How to do it in a tricker form?
Edit(Let me be more precise in my question):
I know that if $f\in\Gamma(\mathbb{Q}(\sqrt{2},\sqrt{3}):\mathbb{Q})$, then $f(\sqrt{2})=\pm\sqrt{2}$, $f(\sqrt{3})=\pm\sqrt{3}$ so there are $4$ candidates for $\mathbb{Q}$-Automorphisms. Candidates are given by:
$f_1(a+b\sqrt{2}+c\sqrt{3}+d\sqrt{6})=a+b\sqrt{2}+c\sqrt{3}+d\sqrt{6}$
$f_2(a+b\sqrt{2}+c\sqrt{3}+d\sqrt{6})=a-b\sqrt{2}+c\sqrt{3}-d\sqrt{6}$
$f_3(a+b\sqrt{2}+c\sqrt{3}+d\sqrt{6})=a+b\sqrt{2}-c\sqrt{3}-d\sqrt{6}$
$f_4(a+b\sqrt{2}+c\sqrt{3}+d\sqrt{6})=a-b\sqrt{2}-c\sqrt{3}+d\sqrt{6}$
But I need to check that they are $\mathbb{Q}$-Automorphisms in $\mathbb Q(\sqrt{2},\sqrt{3})$. All candidates $f_i$ fixes $\mathbb{Q}$ and is obvious that all preserves sums, $f_1$ obviously preserves product also since is the identity, but is cumberstone to show that $f_i(xy)=f_i(x)_if(y)$ to conclude $f_i\in\Gamma(\mathbb{Q}(\sqrt{2},\sqrt{3}):\mathbb{Q})$.

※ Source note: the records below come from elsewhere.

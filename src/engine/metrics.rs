//! Engine decision counters.

use serde::Serialize;

use crate::signal::SignalType;

/// Append-only counters describing engine decisions.
///
/// Counters never decrease across a session; `metrics()` hands out a
/// clone so readers never observe a half-updated set.
#[derive(Debug, Clone, Default, Serialize)]
pub struct FocusMetrics {
    /// Authoritative switches emitted
    pub focus_changes: u64,

    /// Signals that took the cooldown confidence penalty
    pub cooldown_blocks: u64,

    /// Candidate changes that restarted the dwell clock
    pub dwell_resets: u64,

    /// Signals suppressed by the idle gate
    pub idle_blocks: u64,

    /// Signals seen, by kind, in priority order
    signal_counts: [u64; SignalType::ALL.len()],
}

impl FocusMetrics {
    /// Record one incoming signal of the given kind
    pub(crate) fn record_signal(&mut self, signal_type: SignalType) {
        self.signal_counts[signal_type.index()] += 1;
    }

    /// Signals seen for one kind
    pub fn signal_count(&self, signal_type: SignalType) -> u64 {
        self.signal_counts[signal_type.index()]
    }

    /// Total signals seen across all kinds
    pub fn total_signals(&self) -> u64 {
        self.signal_counts.iter().sum()
    }
}
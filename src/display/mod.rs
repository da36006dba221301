//! Display Geometry Module
//!
//! Models the set of shared displays as a unified virtual-desktop
//! coordinate space and attributes interaction signals to displays.
//!
//! # Overview
//!
//! All displays in a session live in a single pixel coordinate space:
//!
//! ```text
//! ┌────────────┐┌────────────┐   gap   ┌────────────┐
//! │     D1     ││     D2     │         │     D3     │
//! │ 1920x1080  ││ 1920x1080  │         │ 1920x1080  │
//! │ (0, 0)     ││ (1920, 0)  │         │ (4480, 0)  │
//! └────────────┘└────────────┘         └────────────┘
//! ```
//!
//! Rectangles may tile with gaps but never overlap. Containment is
//! half-open: a point at `x + width` belongs to the neighbouring display,
//! not the current one.
//!
//! # Attribution
//!
//! [`attribute`] maps a signal to at most one display:
//!
//! 1. A trusted pre-attributed screen id is returned unchanged.
//! 2. A window-focus signal with a known window display wins next.
//! 3. Otherwise the pointer position decides: exact containment, or the
//!    display with the highest proximity `1 / (1 + distance)`.
//!
//! Attribution never fails loudly: an unattributable signal is simply
//! suppressed by the caller.
//!
//! # Dynamic reconfiguration
//!
//! The display set is fixed at session start but may be replaced
//! atomically via [`SharedDisplayMap`], which swaps an `Arc` snapshot so
//! concurrent readers always observe a consistent map.

mod attribution;
mod layout;

pub use attribution::attribute;
pub use layout::{DisplayBounds, DisplayError, DisplayMap, ScreenId, SharedDisplayMap};
//! Intent Detection Module
//!
//! Converts the raw cursor-sample stream plus discrete host events into
//! the canonical attributed signal stream consumed by the focus engine.
//!
//! # Pipeline
//!
//! ```text
//! Host scheduler (20 Hz)          Host event hooks
//!   └─> DetectorTask tick           └─> inject_click / inject_typing / …
//!         └─> IntentDetector.poll()       └─> IntentDetector.on_*()
//!               ├─> PointerMove  (displacement ≥ threshold)
//!               └─> Hover        (anchored ≤ radius for ≥ threshold ms)
//!                     └─> bounded mpsc queue ──> focus engine actor
//! ```
//!
//! # Hover synthesis
//!
//! The detector keeps a hover anchor. Leaving the hover radius moves the
//! anchor and re-arms emission; staying inside it for the hover threshold
//! emits exactly one `Hover` per anchor interval.
//!
//! # Time
//!
//! The detector is the only producer that reads a clock, through the
//! [`Clock`] seam so tests stay deterministic. Each tick is synchronous
//! and non-blocking; the detector never calls into the focus engine
//! directly; signals travel through the session's queue.

mod detector;
mod poller;

pub use detector::{Clock, CursorProvider, CursorSample, DetectorConfig, IntentDetector, MonotonicClock};
pub use poller::DetectorTask;
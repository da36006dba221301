//! Focus event records and the outgoing sink contract.

use serde::{Deserialize, Serialize};

use crate::display::ScreenId;
use crate::signal::SignalType;

/// Engine operating mode as seen by viewers.
#[derive(Debug, Clone, Copy, PartialEq, Eq, Serialize, Deserialize)]
#[serde(rename_all = "snake_case")]
pub enum FocusMode {
    /// Automatic switching from inferred intent
    Auto,
    /// Operator pinned a screen manually
    Manual,
    /// Automatic switching held by the operator
    Frozen,
}

/// Authoritative focus transition, emitted once per switch.
///
/// Events are self-describing records; `sequence` is strictly increasing
/// per session so transports can discard stale deliveries.
#[derive(Debug, Clone, PartialEq, Serialize, Deserialize)]
pub struct FocusChangeEvent {
    /// Session this event belongs to
    pub session_id: String,

    /// Newly active display
    pub screen_id: ScreenId,

    /// Signal kind that caused the switch
    pub reason: SignalType,

    /// Decision confidence, rounded to two decimals
    pub confidence: f64,

    /// How long the display was candidate before switching (ms)
    pub dwell_ms: u64,

    /// Strictly increasing per-session sequence number, starting at 1
    pub sequence: u64,

    /// Timestamp of the causing signal (ms)
    pub timestamp_ms: u64,
}

/// Summary of the engine state for late-joining viewers.
#[derive(Debug, Clone, PartialEq, Serialize, Deserialize)]
pub struct FocusStateSnapshot {
    /// Currently active display, if any displays exist
    pub active_screen_id: Option<ScreenId>,

    /// Operating mode (manual override beats frozen beats auto)
    pub mode: FocusMode,

    /// Raw freeze flag, preserved even under a manual override
    pub frozen: bool,

    /// Sequence of the most recent focus change
    pub sequence: u64,

    /// Highest timestamp the engine has observed (ms)
    pub timestamp_ms: u64,
}

/// Outgoing event contract implemented by the signaling collaborator.
///
/// The engine invokes sinks strictly after its own state mutation, so a
/// sink that panics leaves the engine consistent with the event having
/// been emitted.
pub trait FocusSink: Send {
    /// Invoked once per authoritative focus change. Receivers relay the
    /// event verbatim to connected viewers and cache the latest for
    /// late-joiner sync.
    fn on_focus_change(&self, event: &FocusChangeEvent);

    /// Invoked on mode changes and stay-refreshes. Lossy; receivers may
    /// coalesce.
    fn on_focus_state(&self, state: &FocusStateSnapshot);
}

/// Sink that discards all events.
#[derive(Debug, Default, Clone, Copy)]
pub struct NullSink;

impl FocusSink for NullSink {
    fn on_focus_change(&self, _event: &FocusChangeEvent) {}
    fn on_focus_state(&self, _state: &FocusStateSnapshot) {}
}
//! Lightweight prepared-statement runner.
//!
//! A SQL template plus a type-tagged parameter descriptor goes in; a
//! verb-shaped outcome comes out. Parameters are coerced per tag (integer,
//! float, raw text, scrubbed rich text, or escape-only), arity is validated
//! locally before the driver sees anything, and select results materialize
//! into owned row mappings whose duplicate column names are renamed so
//! joined projections stay addressable.
//!
//! ```rust
//! use tagsql::prelude::*;
//!
//! # #[cfg(feature = "sqlite")]
//! # fn demo() -> Result<(), TagSqlError> {
//! let config = DbConfig::new("", "", "", ":memory:");
//! let mut session = SqlSession::new(SqliteConnector, config);
//!
//! session.run("CREATE TABLE t (id INTEGER PRIMARY KEY, a INT, b TEXT)", ParamDescriptor::none())?;
//! let outcome = session.run(
//!     "INSERT INTO t (a, b) VALUES (?, ?)",
//!     ParamDescriptor::row("is", vec![FieldValue::Text("7".into()), FieldValue::Text("hello".into())]),
//! )?;
//! assert!(outcome.as_insert_id().unwrap() > 0);
//! # Ok(()) }
//! # #[cfg(feature = "sqlite")]
//! # demo().unwrap();
//! ```
//!
//! Sessions are synchronous and single-threaded; one connection, one call
//! at a time, with per-call telemetry on the session.

mod batch;
mod catalog;
mod executor;

pub mod coerce;
pub mod config;
pub mod descriptor;
pub mod driver;
pub mod error;
pub mod prelude;
pub mod results;
pub mod sanitize;
pub mod session;
pub mod telemetry;
pub mod types;

#[cfg(feature = "sqlite")]
pub mod sqlite;

#[cfg(feature = "test-utils")]
pub mod test_utils;

pub use error::TagSqlError;
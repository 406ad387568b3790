//! Text escaping and the rich-text scrub pipeline.
//!
//! [`add_slashes`] and [`strip_slashes`] are exact inverses, so text written
//! through the default escape policy reads back byte for byte. The scrub
//! pipeline ([`scrub_rich_text`]) runs entity decode, newline-to-break,
//! URL-decode, and markup strip in that order, which catches markup that
//! arrives URL-encoded.

/// Backslash-escape the characters MySQL-style escaping cares about.
#[must_use]
pub fn add_slashes(text: &str) -> String {
    let mut out = String::with_capacity(text.len());
    for c in text.chars() {
        match c {
            '\0' => out.push_str("\\0"),
            '\n' => out.push_str("\\n"),
            '\r' => out.push_str("\\r"),
            '\u{1a}' => out.push_str("\\Z"),
            '\'' => out.push_str("\\'"),
            '"' => out.push_str("\\\""),
            '\\' => out.push_str("\\\\"),
            _ => out.push(c),
        }
    }
    out
}

/// Undo [`add_slashes`]. A dangling trailing backslash is dropped.
#[must_use]
pub fn strip_slashes(text: &str) -> String {
    let mut out = String::with_capacity(text.len());
    let mut chars = text.chars();
    while let Some(c) = chars.next() {
        if c != '\\' {
            out.push(c);
            continue;
        }
        match chars.next() {
            Some('0') => out.push('\0'),
            Some('n') => out.push('\n'),
            Some('r') => out.push('\r'),
            Some('Z') => out.push('\u{1a}'),
            Some(other) => out.push(other),
            None => {}
        }
    }
    out
}

/// Decode a small set of named HTML entities plus numeric references.
///
/// Single pass: output is not re-scanned, so `&amp;lt;` becomes `&lt;`.
/// Unrecognized or unterminated entities are left as written.
#[must_use]
pub fn decode_html_entities(text: &str) -> String {
    let mut out = String::with_capacity(text.len());
    let mut chars = text.chars().peekable();
    while let Some(c) = chars.next() {
        if c != '&' {
            out.push(c);
            continue;
        }
        let mut body = String::new();
        let mut terminated = false;
        while let Some(&next) = chars.peek() {
            if next == ';' {
                chars.next();
                terminated = true;
                break;
            }
            // Entity bodies are short; a stray '&' starts over.
            if body.len() >= 30 || next == '&' || next.is_whitespace() {
                break;
            }
            body.push(next);
            chars.next();
        }
        match decode_entity(&body) {
            Some(decoded) if terminated => out.push(decoded),
            _ => {
                out.push('&');
                out.push_str(&body);
                if terminated {
                    out.push(';');
                }
            }
        }
    }
    out
}

fn decode_entity(body: &str) -> Option<char> {
    if let Some(num) = body.strip_prefix('#') {
        let code = if let Some(hex) = num.strip_prefix(['x', 'X']) {
            u32::from_str_radix(hex, 16).ok()?
        } else {
            num.parse::<u32>().ok()?
        };
        return char::from_u32(code);
    }
    match body {
        "amp" => Some('&'),
        "lt" => Some('<'),
        "gt" => Some('>'),
        "quot" => Some('"'),
        "apos" => Some('\''),
        "nbsp" => Some('\u{a0}'),
        _ => None,
    }
}

/// Insert `<br />` before every newline sequence, keeping the newline.
/// `\r\n` and `\n\r` pairs count as one sequence.
#[must_use]
pub fn newlines_to_breaks(text: &str) -> String {
    let mut out = String::with_capacity(text.len() + 16);
    let mut chars = text.chars().peekable();
    while let Some(c) = chars.next() {
        match c {
            '\r' | '\n' => {
                out.push_str("<br />");
                out.push(c);
                if let Some(&next) = chars.peek() {
                    if (next == '\r' || next == '\n') && next != c {
                        out.push(next);
                        chars.next();
                    }
                }
            }
            _ => out.push(c),
        }
    }
    out
}

/// Decode `+` to space and `%XX` sequences. Malformed sequences are kept as
/// written; invalid UTF-8 after decoding is replaced, never an error.
#[must_use]
pub fn url_decode(text: &str) -> String {
    let plus_to_space = text.replace('+', " ");
    let decoded = urlencoding::decode_binary(plus_to_space.as_bytes());
    String::from_utf8_lossy(&decoded).into_owned()
}

/// Remove `<...>` markup runs, including comments. An unterminated tag or
/// comment swallows the rest of the input.
#[must_use]
pub fn strip_markup(text: &str) -> String {
    let mut out = String::with_capacity(text.len());
    let mut rest = text;
    while let Some(open) = rest.find('<') {
        out.push_str(&rest[..open]);
        let after = &rest[open..];
        if let Some(comment) = after.strip_prefix("<!--") {
            match comment.find("-->") {
                Some(end) => rest = &comment[end + 3..],
                None => return out,
            }
        } else {
            match after.find('>') {
                Some(end) => rest = &after[end + 1..],
                None => return out,
            }
        }
    }
    out.push_str(rest);
    out
}

/// The full scrub applied to rich-text parameters before driver escaping.
#[must_use]
pub fn scrub_rich_text(text: &str) -> String {
    let decoded = decode_html_entities(text);
    let with_breaks = newlines_to_breaks(&decoded);
    let unencoded = url_decode(&with_breaks);
    strip_markup(&unencoded)
}
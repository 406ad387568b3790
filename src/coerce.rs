//! Per-tag parameter coercion.
//!
//! Applied position by position after the arity check and before binding.
//! Escaping goes through [`ClientConnection::escape_text`], so a live
//! connection is required by the time this runs.

use serde_json::Value as JsonValue;

use crate::descriptor::TypeTag;
use crate::driver::ClientConnection;
use crate::sanitize;
use crate::types::FieldValue;

/// Coerce one full parameter row. Tag and value slices are the same length
/// by the time the executor calls this.
pub fn coerce_row<C: ClientConnection>(
    conn: &C,
    tags: &[TypeTag],
    values: &[FieldValue],
) -> Vec<FieldValue> {
    tags.iter()
        .zip(values)
        .map(|(tag, value)| apply_tag(conn, *tag, value))
        .collect()
}

/// Coerce a single value under a single tag.
pub fn apply_tag<C: ClientConnection>(conn: &C, tag: TypeTag, value: &FieldValue) -> FieldValue {
    match tag {
        TypeTag::Int => FieldValue::Int(to_i64(value)),
        TypeTag::Double => FieldValue::Float(to_f64(value)),
        TypeTag::RawText => match value {
            FieldValue::Text(s) => FieldValue::Text(sanitize::strip_slashes(s)),
            other => other.clone(),
        },
        TypeTag::RichText => match value {
            FieldValue::Text(s) => FieldValue::Text(conn.escape_text(&sanitize::scrub_rich_text(s))),
            // Nested values take the plain escape policy, not the scrub.
            FieldValue::Json(v) => FieldValue::Json(escape_json(conn, v)),
            other => other.clone(),
        },
        TypeTag::Escaped => escape_value(conn, value),
    }
}

fn escape_value<C: ClientConnection>(conn: &C, value: &FieldValue) -> FieldValue {
    match value {
        FieldValue::Text(s) => FieldValue::Text(conn.escape_text(s)),
        FieldValue::Json(v) => FieldValue::Json(escape_json(conn, v)),
        other => other.clone(),
    }
}

fn escape_json<C: ClientConnection>(conn: &C, value: &JsonValue) -> JsonValue {
    match value {
        JsonValue::String(s) => JsonValue::String(conn.escape_text(s)),
        JsonValue::Array(items) => {
            JsonValue::Array(items.iter().map(|v| escape_json(conn, v)).collect())
        }
        JsonValue::Object(map) => JsonValue::Object(
            map.iter()
                .map(|(k, v)| (k.clone(), escape_json(conn, v)))
                .collect(),
        ),
        other => other.clone(),
    }
}

/// Integral coercion: leading digit prefix for text, truncation for floats,
/// 0/1 for bools, epoch seconds for timestamps, emptiness for composites.
fn to_i64(value: &FieldValue) -> i64 {
    match value {
        FieldValue::Int(i) => *i,
        FieldValue::Float(f) => *f as i64,
        FieldValue::Text(s) => leading_i64(s),
        FieldValue::Bool(b) => i64::from(*b),
        FieldValue::Timestamp(ts) => ts.and_utc().timestamp(),
        FieldValue::Null => 0,
        FieldValue::Json(v) => json_to_i64(v),
        FieldValue::Blob(_) => 0,
    }
}

fn to_f64(value: &FieldValue) -> f64 {
    match value {
        FieldValue::Int(i) => *i as f64,
        FieldValue::Float(f) => *f,
        FieldValue::Text(s) => leading_f64(s),
        FieldValue::Bool(b) => f64::from(u8::from(*b)),
        FieldValue::Timestamp(ts) => ts.and_utc().timestamp() as f64,
        FieldValue::Null => 0.0,
        FieldValue::Json(v) => json_to_f64(v),
        FieldValue::Blob(_) => 0.0,
    }
}

fn json_to_i64(value: &JsonValue) -> i64 {
    match value {
        JsonValue::Null => 0,
        JsonValue::Bool(b) => i64::from(*b),
        JsonValue::Number(n) => n
            .as_i64()
            .or_else(|| n.as_f64().map(|f| f as i64))
            .unwrap_or(0),
        JsonValue::String(s) => leading_i64(s),
        JsonValue::Array(a) => i64::from(!a.is_empty()),
        JsonValue::Object(o) => i64::from(!o.is_empty()),
    }
}

fn json_to_f64(value: &JsonValue) -> f64 {
    match value {
        JsonValue::Null => 0.0,
        JsonValue::Bool(b) => f64::from(u8::from(*b)),
        JsonValue::Number(n) => n.as_f64().unwrap_or(0.0),
        JsonValue::String(s) => leading_f64(s),
        JsonValue::Array(a) => f64::from(u8::from(!a.is_empty())),
        JsonValue::Object(o) => f64::from(u8::from(!o.is_empty())),
    }
}

/// Parse the longest leading integer prefix; no prefix parses as 0 and an
/// overflowing prefix saturates.
fn leading_i64(text: &str) -> i64 {
    let trimmed = text.trim_start();
    let (sign, digits_start) = match trimmed.as_bytes().first() {
        Some(b'+') => (1i64, 1),
        Some(b'-') => (-1i64, 1),
        _ => (1i64, 0),
    };
    let digit_count = trimmed[digits_start..]
        .bytes()
        .take_while(u8::is_ascii_digit)
        .count();
    if digit_count == 0 {
        return 0;
    }
    match trimmed[digits_start..digits_start + digit_count].parse::<i64>() {
        Ok(n) => sign * n,
        Err(_) => {
            if sign < 0 {
                i64::MIN
            } else {
                i64::MAX
            }
        }
    }
}

/// Parse the longest leading float prefix: optional sign, digits, optional
/// fraction, optional exponent. No prefix parses as 0.0.
fn leading_f64(text: &str) -> f64 {
    let trimmed = text.trim_start();
    let bytes = trimmed.as_bytes();
    let mut end = 0;
    if matches!(bytes.first(), Some(b'+' | b'-')) {
        end = 1;
    }
    let int_digits = bytes[end..].iter().take_while(|b| b.is_ascii_digit()).count();
    end += int_digits;
    let mut have_digits = int_digits > 0;
    if bytes.get(end) == Some(&b'.') {
        let frac_digits = bytes[end + 1..]
            .iter()
            .take_while(|b| b.is_ascii_digit())
            .count();
        if frac_digits > 0 || have_digits {
            end += 1 + frac_digits;
            have_digits = have_digits || frac_digits > 0;
        }
    }
    if !have_digits {
        return 0.0;
    }
    if matches!(bytes.get(end), Some(b'e' | b'E')) {
        let mut exp_end = end + 1;
        if matches!(bytes.get(exp_end), Some(b'+' | b'-')) {
            exp_end += 1;
        }
        let exp_digits = bytes[exp_end..]
            .iter()
            .take_while(|b| b.is_ascii_digit())
            .count();
        if exp_digits > 0 {
            end = exp_end + exp_digits;
        }
    }
    trimmed[..end].parse::<f64>().unwrap_or(0.0)
}
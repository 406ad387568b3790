use crate::types::FieldValue;

/// Per-position coercion policy, resolved from a tag character.
///
/// Unrecognized characters fall back to [`TypeTag::Escaped`], the same policy
/// as 's'. The tag alphabet is closed here so the rest of the engine never
/// sees raw characters.
#[derive(Debug, Clone, Copy, PartialEq, Eq)]
pub enum TypeTag {
    /// 'i': integral coercion with leading-prefix parsing.
    Int,
    /// 'd': floating-point coercion with leading-prefix parsing.
    Double,
    /// 't': text passed through with escape slashes removed, nothing else.
    RawText,
    /// 'a': text run through the full scrub pipeline, then driver-escaped.
    RichText,
    /// 's' and anything unrecognized: driver escape only.
    Escaped,
}

impl TypeTag {
    #[must_use]
    pub fn from_char(c: char) -> Self {
        match c {
            'i' => Self::Int,
            'd' => Self::Double,
            't' => Self::RawText,
            'a' => Self::RichText,
            _ => Self::Escaped,
        }
    }
}

/// Parameter values as supplied by the caller: one row for ordinary
/// statements, row groups for a repeated insert.
#[derive(Debug, Clone, PartialEq)]
pub enum ParamPayload {
    Row(Vec<FieldValue>),
    Rows(Vec<Vec<FieldValue>>),
}

impl ParamPayload {
    /// Value count as the arity check sees it: values for a single row,
    /// row groups for a batch.
    #[must_use]
    pub fn count(&self) -> usize {
        match self {
            ParamPayload::Row(values) => values.len(),
            ParamPayload::Rows(groups) => groups.len(),
        }
    }
}

/// A tag string plus the values it describes, position for position.
#[derive(Debug, Clone, PartialEq)]
pub struct ParamDescriptor {
    pub tags: String,
    pub payload: ParamPayload,
}

impl ParamDescriptor {
    /// Descriptor for a statement that binds nothing.
    #[must_use]
    pub fn none() -> Self {
        Self {
            tags: String::new(),
            payload: ParamPayload::Row(Vec::new()),
        }
    }

    pub fn row(tags: impl Into<String>, values: Vec<FieldValue>) -> Self {
        Self {
            tags: tags.into(),
            payload: ParamPayload::Row(values),
        }
    }

    pub fn rows(tags: impl Into<String>, groups: Vec<Vec<FieldValue>>) -> Self {
        Self {
            tags: tags.into(),
            payload: ParamPayload::Rows(groups),
        }
    }

    /// Split the descriptor into resolved tags and counts.
    ///
    /// Returns `None` when the tag string is empty, the sentinel for "no
    /// usable descriptor". Count mismatches against the statement's
    /// placeholder count are left to the executor, which knows that count.
    #[must_use]
    pub fn parse(&self) -> Option<ParsedDescriptor> {
        let type_tags: Vec<TypeTag> = self.tags.chars().map(TypeTag::from_char).collect();
        if type_tags.is_empty() {
            return None;
        }
        let format_count = type_tags.len();
        let value_count = self.payload.count();
        Some(ParsedDescriptor {
            type_tags,
            format_count,
            value_count,
        })
    }
}

/// Parser output: resolved tags plus the two counts the arity check uses.
#[derive(Debug, Clone, PartialEq)]
pub struct ParsedDescriptor {
    pub type_tags: Vec<TypeTag>,
    pub format_count: usize,
    pub value_count: usize,
}

#[cfg(test)]
mod tests {
    use super::*;

    #[test]
    fn tags_resolve_by_character() {
        let d = ParamDescriptor::row(
            "idtas",
            vec![
                FieldValue::Int(1),
                FieldValue::Float(2.0),
                FieldValue::Text("a".into()),
                FieldValue::Text("b".into()),
                FieldValue::Text("c".into()),
            ],
        );
        let parsed = d.parse().unwrap();
        assert_eq!(
            parsed.type_tags,
            vec![
                TypeTag::Int,
                TypeTag::Double,
                TypeTag::RawText,
                TypeTag::RichText,
                TypeTag::Escaped,
            ]
        );
        assert_eq!(parsed.format_count, 5);
        assert_eq!(parsed.value_count, 5);
    }

    #[test]
    fn unknown_tags_become_escaped() {
        let d = ParamDescriptor::row("xq9", vec![FieldValue::Null; 3]);
        let parsed = d.parse().unwrap();
        assert!(parsed.type_tags.iter().all(|t| *t == TypeTag::Escaped));
    }

    #[test]
    fn empty_tags_are_unusable() {
        assert!(ParamDescriptor::none().parse().is_none());
        let with_values = ParamDescriptor::row("", vec![FieldValue::Int(1)]);
        assert!(with_values.parse().is_none());
    }

    #[test]
    fn row_groups_count_as_groups() {
        let d = ParamDescriptor::rows(
            "is",
            vec![
                vec![FieldValue::Int(1), FieldValue::Text("a".into())],
                vec![FieldValue::Int(2), FieldValue::Text("b".into())],
                vec![FieldValue::Int(3), FieldValue::Text("c".into())],
            ],
        );
        let parsed = d.parse().unwrap();
        assert_eq!(parsed.format_count, 2);
        assert_eq!(parsed.value_count, 3);
    }

    #[test]
    fn counts_do_not_have_to_agree_at_parse_time() {
        // The arity decision belongs to the executor; parsing only reports.
        let d = ParamDescriptor::row("iii", vec![FieldValue::Int(1)]);
        let parsed = d.parse().unwrap();
        assert_eq!(parsed.format_count, 3);
        assert_eq!(parsed.value_count, 1);
    }
}
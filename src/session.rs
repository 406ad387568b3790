use std::time::Instant;

use tracing::debug;

use crate::config::DbConfig;
use crate::descriptor::ParamDescriptor;
use crate::driver::Connector;
use crate::error::TagSqlError;
use crate::executor;
use crate::telemetry::QueryTelemetry;
use crate::types::{FieldValue, QueryOutcome, QueryRequest};

/// A database session: one lazily-established connection plus the
/// telemetry of the most recent call.
///
/// The session is a single-threaded, synchronous object; queries block the
/// caller until the round trip completes, and the telemetry record is plain
/// mutable state. Connection establishment is the one fatal operation in
/// the crate: if the connector cannot dial, the session panics rather than
/// limping along without a database. Every statement-scoped failure is an
/// ordinary [`TagSqlError`] and leaves the session usable.
pub struct SqlSession<C: Connector> {
    connector: C,
    config: DbConfig,
    conn: Option<C::Conn>,
    telemetry: QueryTelemetry,
}

impl<C: Connector> SqlSession<C> {
    pub fn new(connector: C, config: DbConfig) -> Self {
        Self {
            connector,
            config,
            conn: None,
            telemetry: QueryTelemetry::default(),
        }
    }

    /// Establish the connection now instead of on first use.
    ///
    /// # Panics
    ///
    /// Panics when the driver cannot establish a connection.
    pub fn connect(&mut self) -> &mut C::Conn {
        let Self {
            connector,
            config,
            conn,
            ..
        } = self;
        conn.get_or_insert_with(|| establish_or_die(connector, config))
    }

    #[must_use]
    pub fn is_connected(&self) -> bool {
        self.conn.is_some()
    }

    /// Drop the connection. The next query re-establishes lazily.
    pub fn close(&mut self) {
        self.conn = None;
    }

    /// Run one request through the engine.
    ///
    /// Telemetry is reset and repopulated whether the call succeeds or
    /// fails; the duration covers the full dispatch.
    ///
    /// # Errors
    ///
    /// Any [`TagSqlError`]: prepare/bind/execute rejections from the
    /// driver, or local arity and materialization failures.
    ///
    /// # Panics
    ///
    /// Panics when no connection exists yet and establishing one fails.
    pub fn query(&mut self, request: QueryRequest) -> Result<QueryOutcome, TagSqlError> {
        self.telemetry.begin(&request.sql, &request.params);
        let started = Instant::now();
        let Self {
            connector,
            config,
            conn,
            telemetry,
        } = self;
        let conn = conn.get_or_insert_with(|| establish_or_die(connector, config));
        let result = executor::run(&*conn, telemetry, &request);
        self.telemetry.finish(started);
        result
    }

    /// Run a single statement: the common entry point.
    ///
    /// # Errors
    ///
    /// See [`SqlSession::query`].
    pub fn run(
        &mut self,
        sql: impl Into<String>,
        params: ParamDescriptor,
    ) -> Result<QueryOutcome, TagSqlError> {
        self.query(QueryRequest::new(sql, params))
    }

    /// Run a repeated insert over row groups sharing one tag string.
    ///
    /// The outcome is [`QueryOutcome::Batch`] with one entry per attempted
    /// row.
    ///
    /// # Errors
    ///
    /// See [`SqlSession::query`].
    pub fn run_multi_insert(
        &mut self,
        sql: impl Into<String>,
        tags: impl Into<String>,
        rows: Vec<Vec<FieldValue>>,
    ) -> Result<QueryOutcome, TagSqlError> {
        self.query(QueryRequest::multi_insert(
            sql,
            ParamDescriptor::rows(tags, rows),
        ))
    }

    /// Diagnostics for the most recent call.
    #[must_use]
    pub fn telemetry(&self) -> &QueryTelemetry {
        &self.telemetry
    }

    #[must_use]
    pub fn config(&self) -> &DbConfig {
        &self.config
    }

    /// Mutable config access; changes apply to the next establishment.
    pub fn config_mut(&mut self) -> &mut DbConfig {
        &mut self.config
    }
}

fn establish_or_die<C: Connector>(connector: &C, config: &DbConfig) -> C::Conn {
    match connector.establish(config) {
        Ok(conn) => {
            debug!(host = %config.host, dbname = %config.dbname, "connection established");
            conn
        }
        Err(e) => panic!("database connection failed: {e}"),
    }
}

| $\mathbb{Q}(\sqrt 2, \sqrt 3)$ is the splitting field of $(x^2 - 2)(x^2 - 3)$ over $\mathbb{Q}$. Hence, the extension $\mathbb{Q}(\sqrt 2, \sqrt 3) / \mathbb{Q}$ is Galois. Since $\sqrt 2$ and $\sqrt 3$ are not linearly dependent, we have $[\mathbb{Q}(\sqrt 2, \sqrt 3) : \mathbb{Q}] = 4$. Thus, the Galois group $G$ has order $4$.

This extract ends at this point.